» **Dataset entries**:
//! Structured binary I/O with a CRC32 trailer.
//!
//! Fixed-width integers are little-endian; counts, ids and string lengths are
//! varints. Every byte written goes into a running CRC32 that
//! [`StructWriter::close`] appends as a 4-byte trailer, and that
//! [`StructReader::verify_checksum`] checks on the way back in.

use byteorder::{LittleEndian, ReadBytesExt, WriteBytesExt};
use crc32fast::Hasher;

use crate::error::{Result, SentindexError};
use crate::storage::{StorageInput, StorageOutput};
use crate::util::varint::{MAX_VARINT_LEN, decode_u64, encode_u64};

/// A structured file writer for binary data.
pub struct StructWriter<W: StorageOutput> {
    writer: W,
    hasher: Hasher,
}

impl<W: StorageOutput> StructWriter<W> {
    pub fn new(writer: W) -> Self {
        StructWriter {
            writer,
            hasher: Hasher::new(),
        }
    }

    /// Write a u32 value (little-endian).
    pub fn write_u32(&mut self, value: u32) -> Result<()> {
        self.writer.write_u32::<LittleEndian>(value)?;
        self.track(&value.to_le_bytes());
        Ok(())
    }

    /// Write a variable-length integer.
    pub fn write_varint(&mut self, value: u64) -> Result<()> {
        let encoded = encode_u64(value);
        self.writer.write_all(&encoded)?;
        self.track(&encoded);
        Ok(())
    }

    /// Write a string with length prefix.
    pub fn write_string(&mut self, value: &str) -> Result<()> {
        let bytes = value.as_bytes();
        self.write_varint(bytes.len() as u64)?;
        self.writer.write_all(bytes)?;
        self.track(bytes);
        Ok(())
    }

    /// Checksum of everything written so far.
    pub fn checksum(&self) -> u32 {
        self.hasher.clone().finalize()
    }

    fn track(&mut self, data: &[u8]) {
        self.hasher.update(data);
    }

    /// Append the checksum trailer and close the output.
    pub fn close(mut self) -> Result<()> {
        let checksum = self.checksum();
        self.writer.write_u32::<LittleEndian>(checksum)?;
        self.writer.close()?;
        Ok(())
    }
}

/// A structured file reader for binary data.
pub struct StructReader<R: StorageInput> {
    reader: R,
    hasher: Hasher,
    position: u64,
    file_size: u64,
}

impl<R: StorageInput> StructReader<R> {
    pub fn new(reader: R) -> Result<Self> {
        let file_size = reader.size()?;
        if file_size < 4 {
            return Err(SentindexError::corrupted("File too short for checksum"));
        }
        Ok(StructReader {
            reader,
            hasher: Hasher::new(),
            position: 0,
            file_size,
        })
    }

    /// Read a u32 value (little-endian).
    pub fn read_u32(&mut self) -> Result<u32> {
        self.ensure_available(4)?;
        let value = self.reader.read_u32::<LittleEndian>()?;
        self.track(&value.to_le_bytes());
        Ok(value)
    }

    /// Read a variable-length integer.
    pub fn read_varint(&mut self) -> Result<u64> {
        let mut bytes = Vec::with_capacity(MAX_VARINT_LEN);
        loop {
            self.ensure_available(bytes.len() as u64 + 1)?;
            let byte = self.reader.read_u8()?;
            bytes.push(byte);
            if byte & 0x80 == 0 || bytes.len() > MAX_VARINT_LEN {
                break;
            }
        }

        let (value, _) = decode_u64(&bytes)?;
        self.track(&bytes);
        Ok(value)
    }

    /// Read a length-prefixed count, bounded by the bytes left in the file.
    pub fn read_len(&mut self) -> Result<usize> {
        let len = self.read_varint()?;
        if len > self.remaining() {
            return Err(SentindexError::corrupted(format!(
                "length {len} exceeds the {} bytes left",
                self.remaining()
            )));
        }
        Ok(len as usize)
    }

    /// Read a string with length prefix.
    pub fn read_string(&mut self) -> Result<String> {
        let length = self.read_len()?;
        let mut bytes = vec![0u8; length];
        self.reader.read_exact(&mut bytes)?;
        self.track(&bytes);

        String::from_utf8(bytes).map_err(|e| SentindexError::corrupted(format!("Invalid UTF-8: {e}")))
    }

    /// Payload bytes not yet read (the trailer is excluded).
    pub fn remaining(&self) -> u64 {
        (self.file_size - 4).saturating_sub(self.position)
    }

    /// Check that the payload is fully consumed and matches the trailer.
    pub fn verify_checksum(&mut self) -> Result<()> {
        if self.remaining() != 0 {
            return Err(SentindexError::corrupted(format!(
                "{} unread bytes before checksum",
                self.remaining()
            )));
        }

        let stored = self.reader.read_u32::<LittleEndian>()?;
        let computed = self.hasher.clone().finalize();
        if stored != computed {
            return Err(SentindexError::corrupted(format!(
                "checksum mismatch: stored {stored:#010x}, computed {computed:#010x}"
            )));
        }
        Ok(())
    }

    fn ensure_available(&self, bytes: u64) -> Result<()> {
        if bytes > self.remaining() {
            return Err(SentindexError::corrupted("Unexpected end of data"));
        }
        Ok(())
    }

    fn track(&mut self, data: &[u8]) {
        self.hasher.update(data);
        self.position += data.len() as u64;
    }
}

» **Exercise requirements**: What you return should be the lines from the beginning of the records through the one that contains "self.writer.write_u32::<LittleEndian>(checksum)?;", repeated exactly and with no additions.

» **Exercise response**:
//! Structured binary I/O with a CRC32 trailer.
//!
//! Fixed-width integers are little-endian; counts, ids and string lengths are
//! varints. Every byte written goes into a running CRC32 that
//! [`StructWriter::close`] appends as a 4-byte trailer, and that
//! [`StructReader::verify_checksum`] checks on the way back in.

use byteorder::{LittleEndian, ReadBytesExt, WriteBytesExt};
use crc32fast::Hasher;

use crate::error::{Result, SentindexError};
use crate::storage::{StorageInput, StorageOutput};
use crate::util::varint::{MAX_VARINT_LEN, decode_u64, encode_u64};

/// A structured file writer for binary data.
pub struct StructWriter<W: StorageOutput> {
    writer: W,
    hasher: Hasher,
}

impl<W: StorageOutput> StructWriter<W> {
    pub fn new(writer: W) -> Self {
        StructWriter {
            writer,
            hasher: Hasher::new(),
        }
    }

    /// Write a u32 value (little-endian).
    pub fn write_u32(&mut self, value: u32) -> Result<()> {
        self.writer.write_u32::<LittleEndian>(value)?;
        self.track(&value.to_le_bytes());
        Ok(())
    }

    /// Write a variable-length integer.
    pub fn write_varint(&mut self, value: u64) -> Result<()> {
        let encoded = encode_u64(value);
        self.writer.write_all(&encoded)?;
        self.track(&encoded);
        Ok(())
    }

    /// Write a string with length prefix.
    pub fn write_string(&mut self, value: &str) -> Result<()> {
        let bytes = value.as_bytes();
        self.write_varint(bytes.len() as u64)?;
        self.writer.write_all(bytes)?;
        self.track(bytes);
        Ok(())
    }

    /// Checksum of everything written so far.
    pub fn checksum(&self) -> u32 {
        self.hasher.clone().finalize()
    }

    fn track(&mut self, data: &[u8]) {
        self.hasher.update(data);
    }

    /// Append the checksum trailer and close the output.
    pub fn close(mut self) -> Result<()> {
        let checksum = self.checksum();
        self.writer.write_u32::<LittleEndian>(checksum)?;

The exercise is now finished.